Inconel X750 is known for its excellent mechanical and corrosion properties. However, investigations on its tribological performance have not been conducted extensively. In this work, such a study has been performed in dry conditions with varying contact pressures at a constant frequency and stroke length. Additionally, the results were compared with the same alloy under surface hardened conditions. Hardening was achieved by creating surface-level plastic deformation using steel balls. The deformation induced was uniform and more twinning in the grains near the surface was observed with a 20%–40% increase in hardness. Friction and wear behavior were studied using a reciprocating tribometer with a ball on flat configuration at 2 N, 3 N, 4 N, and 5 N with a 1 mm stroke distance. The surface hardened samples showed improvement in wear resistance by 30%–45% at various loads. The competing wear mechanisms found were abrasion and adhesion, depending on the conditions. Transfer layer formation was also observed in regions where adhesion was dominant. However, the onset of adhesion for the surface hardened specimen was late compared to the as-received sample. Furthermore, the geometry of the counter surface material also influenced the wear mechanism prevalent during the tests, such that they hindered the transition from abrasion to micro-adhesion.

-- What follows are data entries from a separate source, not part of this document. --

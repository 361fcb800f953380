use glam::Vec3;

use super::{attach_light, LightConfig, LightControl};
use crate::error::SceneError;
use crate::options::StaticLightOptions;
use crate::scene::component::{Component, FrameContext};
use crate::scene::engine::{NodeId, SceneEngine};
use crate::scene::Transform;
use crate::util::frame_timing::FrameClock;

/// A light at a fixed position. Aimed kinds point at the origin.
#[derive(Debug, Clone)]
pub struct StaticLight {
    options: StaticLightOptions,
    control: LightControl,
    applied: LightConfig,
    node: Option<NodeId>,
}

impl StaticLight {
    /// Light configured by `options`.
    #[must_use]
    pub fn new(options: StaticLightOptions) -> Self {
        Self {
            options,
            control: LightControl::new(options.light),
            applied: options.light,
            node: None,
        }
    }

    /// Handle for changing the light's parameters after mounting.
    #[must_use]
    pub fn control(&self) -> LightControl {
        self.control.clone()
    }

    /// Transform the light is mounted with.
    #[must_use]
    pub fn transform(&self) -> Transform {
        let mut transform =
            Transform::new().with_position(Vec3::from(self.options.position));
        if self.control.get().kind.is_aimed() {
            let _ = transform.look_at(Vec3::ZERO);
        }
        transform
    }
}

impl Component for StaticLight {
    fn name(&self) -> &'static str {
        "static light"
    }

    fn mount(
        &mut self,
        engine: &mut dyn SceneEngine,
        parent: Option<NodeId>,
    ) -> Result<(), SceneError> {
        self.applied = self.control.get();
        let (light, _) = attach_light(
            engine,
            "static light",
            parent,
            self.applied,
            self.transform(),
            self.options.helper,
        );
        self.node = Some(light);
        Ok(())
    }

    fn tick(&mut self, _clock: FrameClock, ctx: &mut FrameContext<'_>) {
        if let Some(node) = self.node {
            self.control.sync(ctx.engine, node, &mut self.applied);
        }
    }

    fn unmount(&mut self, engine: &mut dyn SceneEngine) {
        if let Some(id) = self.node.take() {
            engine.detach(id);
        }
    }
}

#[cfg(test)]
mod tests {
    use super::*;
    use crate::scene::{HeadlessEngine, NodeKind, Scene};
    use crate::util::Color;

    #[test]
    fn aimed_kinds_face_the_origin() {
        let light = StaticLight::new(StaticLightOptions {
            position: [-3.0, -1.0, 1.0],
            ..StaticLightOptions::default()
        });
        let t = light.transform();
        let expected = (-t.position).normalize();
        assert!(t.forward().abs_diff_eq(expected, 1e-5));
    }

    #[test]
    fn unmount_removes_light_and_helper() {
        let mut scene = Scene::new(HeadlessEngine::new());
        let id = scene
            .mount(Box::new(StaticLight::new(StaticLightOptions::default())))
            .unwrap();
        assert_eq!(scene.engine().light_count(), 1);
        assert_eq!(scene.engine().nodes_labelled("static light helper").len(), 1);

        assert!(scene.unmount(id));
        assert_eq!(scene.engine().node_count(), 0);
    }

    #[test]
    fn control_changes_reach_the_engine_on_the_next_tick() {
        let light = StaticLight::new(StaticLightOptions {
            helper: false,
            ..StaticLightOptions::default()
        });
        let control = light.control();
        let mut scene = Scene::new(HeadlessEngine::new());
        let _ = scene.mount(Box::new(light)).unwrap();
        let node = scene.engine().nodes_labelled("static light")[0];
        let kind = |scene: &Scene<HeadlessEngine>| {
            scene.engine().node(node).unwrap().kind.clone()
        };

        control.set_intensity(0.25);
        control.set_color(Color::CYAN);
        let expected = LightConfig {
            intensity: 0.25,
            color: Color::CYAN,
            ..StaticLightOptions::default().light
        };
        assert_ne!(kind(&scene), NodeKind::Light(expected));

        scene.frame(FrameClock::new(0.1, 0.1));
        assert_eq!(kind(&scene), NodeKind::Light(expected));
    }
}
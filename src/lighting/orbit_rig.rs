//! Hover-activated rig of spot lights orbiting a subtree on random axes.

use std::f32::consts::TAU;

use glam::{Quat, Vec3};
use rand::rngs::StdRng;
use rand::{Rng, SeedableRng};

use super::{attach_light, LightConfig};
use crate::error::SceneError;
use crate::input::PointerEvent;
use crate::interaction::{HoverState, HoverTransition, TooltipOverlay};
use crate::options::OrbitRigOptions;
use crate::scene::component::{Component, FrameContext, Group};
use crate::scene::engine::{publish, NodeId, SceneEngine};
use crate::scene::Transform;
use crate::util::frame_timing::FrameClock;
use crate::util::Color;

/// Per-light orbit parameters, fixed for the rig's lifetime.
#[derive(Debug, Clone, Copy, PartialEq)]
pub struct OrbitLightConfig {
    /// Unit rotation axis of the orbit plane.
    pub axis: Vec3,
    /// Starting angle in radians, `0..2π`.
    pub phase: f32,
    /// Light color drawn from the palette.
    pub color: Color,
    /// Multiplier on the rig speed, `0.3..1.5`.
    pub speed_factor: f32,
}

impl OrbitLightConfig {
    /// Draw `count` configs from a seeded generator. An empty palette
    /// falls back to white.
    #[must_use]
    pub fn generate(count: usize, palette: &[Color], seed: u64) -> Vec<Self> {
        let mut rng = StdRng::seed_from_u64(seed);
        (0..count)
            .map(|_| {
                let axis = Vec3::new(
                    rng.random_range(-1.0..1.0),
                    rng.random_range(-1.0..1.0),
                    rng.random_range(-1.0..1.0),
                )
                .try_normalize()
                .unwrap_or(Vec3::Y);
                let phase = rng.random_range(0.0..TAU);
                let color = if palette.is_empty() {
                    Color::WHITE
                } else {
                    palette[rng.random_range(0..palette.len())]
                };
                let speed_factor = rng.random_range(0.3..1.5);
                Self {
                    axis,
                    phase,
                    color,
                    speed_factor,
                }
            })
            .collect()
    }

    /// Angle along the orbit at rig time `t` (elapsed × rig speed).
    #[must_use]
    pub fn angle(&self, t: f32) -> f32 {
        t * self.speed_factor + self.phase
    }

    /// World position at rig time `t` around `target`.
    #[must_use]
    pub fn position(&self, target: Vec3, radius: f32, t: f32) -> Vec3 {
        let offset = Quat::from_axis_angle(self.axis, self.angle(t))
            * Vec3::new(radius, 0.0, 0.0);
        target + offset
    }
}

#[derive(Debug, Clone, Copy)]
struct RigLight {
    node: NodeId,
    transform: Transform,
}

/// Wrapper that orbits a ring of spot lights around its subtree while it
/// is hovered.
///
/// Light nodes (and helpers) exist only while hovered; they are attached
/// at the scene root in world space and aimed at the wrapper's world
/// origin every tick. Mount the rig below whatever moves the subtree so
/// that origin travels with it.
pub struct OrbitLightRig {
    group: Group,
    child: Box<dyn Component>,
    hover: HoverState,
    options: OrbitRigOptions,
    configs: Vec<OrbitLightConfig>,
    lights: Vec<RigLight>,
    on_hover_change: Option<Box<dyn FnMut(bool)>>,
}

impl OrbitLightRig {
    /// Wrap `child`; light configs are generated once from
    /// `options.seed`.
    #[must_use]
    pub fn new(child: Box<dyn Component>, options: OrbitRigOptions) -> Self {
        let configs = OrbitLightConfig::generate(
            options.num_lights,
            &options.palette,
            options.seed,
        );
        Self {
            group: Group::new("orbit light rig", Transform::new()),
            child,
            hover: HoverState::new(),
            options,
            configs,
            lights: Vec::new(),
            on_hover_change: None,
        }
    }

    /// Observer told about every hover transition.
    #[must_use]
    pub fn on_hover_change(mut self, f: impl FnMut(bool) + 'static) -> Self {
        self.on_hover_change = Some(Box::new(f));
        self
    }

    /// Generated per-light configs.
    #[must_use]
    pub fn configs(&self) -> &[OrbitLightConfig] {
        &self.configs
    }

    /// Transforms of the currently active lights, in config order.
    pub fn light_transforms(&self) -> impl Iterator<Item = &Transform> {
        self.lights.iter().map(|light| &light.transform)
    }

    fn light_config(&self, config: &OrbitLightConfig) -> LightConfig {
        LightConfig::spot(
            config.color,
            self.options.intensity,
            self.options.angle,
            self.options.penumbra,
        )
        .with_falloff(self.options.radius * 3.0, 2.0)
        .with_shadow(true)
    }

    fn sync_lights(&mut self, engine: &mut dyn SceneEngine) {
        let wanted = self.hover.is_hovered() && self.group.node().is_some();
        if wanted && self.lights.is_empty() {
            let lights: Vec<RigLight> = self
                .configs
                .iter()
                .map(|config| {
                    let (node, _) = attach_light(
                        engine,
                        "orbit rig light",
                        None,
                        self.light_config(config),
                        Transform::new(),
                        self.options.show_helpers,
                    );
                    RigLight {
                        node,
                        transform: Transform::new(),
                    }
                })
                .collect();
            log::debug!("orbit rig: {} lights on", lights.len());
            self.lights = lights;
        } else if !wanted && !self.lights.is_empty() {
            for light in self.lights.drain(..) {
                engine.detach(light.node);
            }
            log::debug!("orbit rig: lights off");
        }
    }

    fn notify(&mut self, hovered: bool) {
        if let Some(observer) = &mut self.on_hover_change {
            observer(hovered);
        }
    }
}

impl Component for OrbitLightRig {
    fn name(&self) -> &'static str {
        "orbit light rig"
    }

    fn mount(
        &mut self,
        engine: &mut dyn SceneEngine,
        parent: Option<NodeId>,
    ) -> Result<(), SceneError> {
        let node = self.group.mount(engine, parent);
        self.child.mount(engine, Some(node))
    }

    fn tick(&mut self, clock: FrameClock, ctx: &mut FrameContext<'_>) {
        self.sync_lights(ctx.engine);
        if !self.lights.is_empty() {
            let target = ctx.world_position(self.group.transform.position);
            let t = clock.elapsed * self.options.speed;
            for (light, config) in self.lights.iter_mut().zip(&self.configs) {
                light.transform.position =
                    config.position(target, self.options.radius, t);
                let _ = light.transform.look_at(target);
                publish(ctx.engine, Some(light.node), &light.transform);
            }
        }
        let child = &mut self.child;
        ctx.nested(self.group.transform.matrix(), |ctx| child.tick(clock, ctx));
    }

    fn pointer(&mut self, event: PointerEvent) {
        match event {
            PointerEvent::Enter => {
                if self.hover.enter() == HoverTransition::Entered {
                    self.notify(true);
                }
            }
            PointerEvent::Leave => {
                if self.hover.leave() == HoverTransition::Left {
                    self.notify(false);
                }
            }
            PointerEvent::Move { .. } | PointerEvent::Click => {}
        }
        self.child.pointer(event);
    }

    fn overlays(&self, out: &mut Vec<TooltipOverlay>) {
        self.child.overlays(out);
    }

    fn unmount(&mut self, engine: &mut dyn SceneEngine) {
        self.child.unmount(engine);
        for light in self.lights.drain(..) {
            engine.detach(light.node);
        }
        let _ = self.hover.leave();
        self.group.unmount(engine);
    }
}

Inconel X750 以其优异的机械和腐蚀特性而闻名。然而，对其摩擦学性能的研究尚未广泛进行。在这项工作中，这样的研究是在干燥条件下进行的，接触压力在恒定频率和冲程长度下变化。此外，将结果与表面硬化条件下的相同合金进行了比较。硬化是通过使用钢球产生表面级塑性变形来实现的。引起的变形是均匀的，在靠近表面的晶粒中观察到更多的孪晶，硬度增加了 20%–40%。摩擦和磨损行为是使用往复式摩擦计进行研究的，该摩擦计在平面配置上以 2 N、3 N、4 N 和 5 N 的速度和 1 mm 的行程距离配备了一个球。表面硬化的样品在各种载荷下的耐磨性提高了 30%–45%。发现的竞争磨损机制是磨损和粘附，具体取决于条件。在粘附占优势的区域也观察到转移层的形成。然而，与原样相比，表面硬化试样的粘附开始较晚。此外，反面材料的几何形状也影响了测试过程中普遍存在的磨损机制，从而阻碍了从磨损到微粘附的过渡。与收到的样品相比，表面硬化样品的粘附开始较晚。此外，反面材料的几何形状也影响了测试过程中普遍存在的磨损机制，从而阻碍了从磨损到微粘附的过渡。与收到的样品相比，表面硬化样品的粘附开始较晚。此外，反面材料的几何形状也影响了测试过程中普遍存在的磨损机制，从而阻碍了从磨损到微粘附的过渡。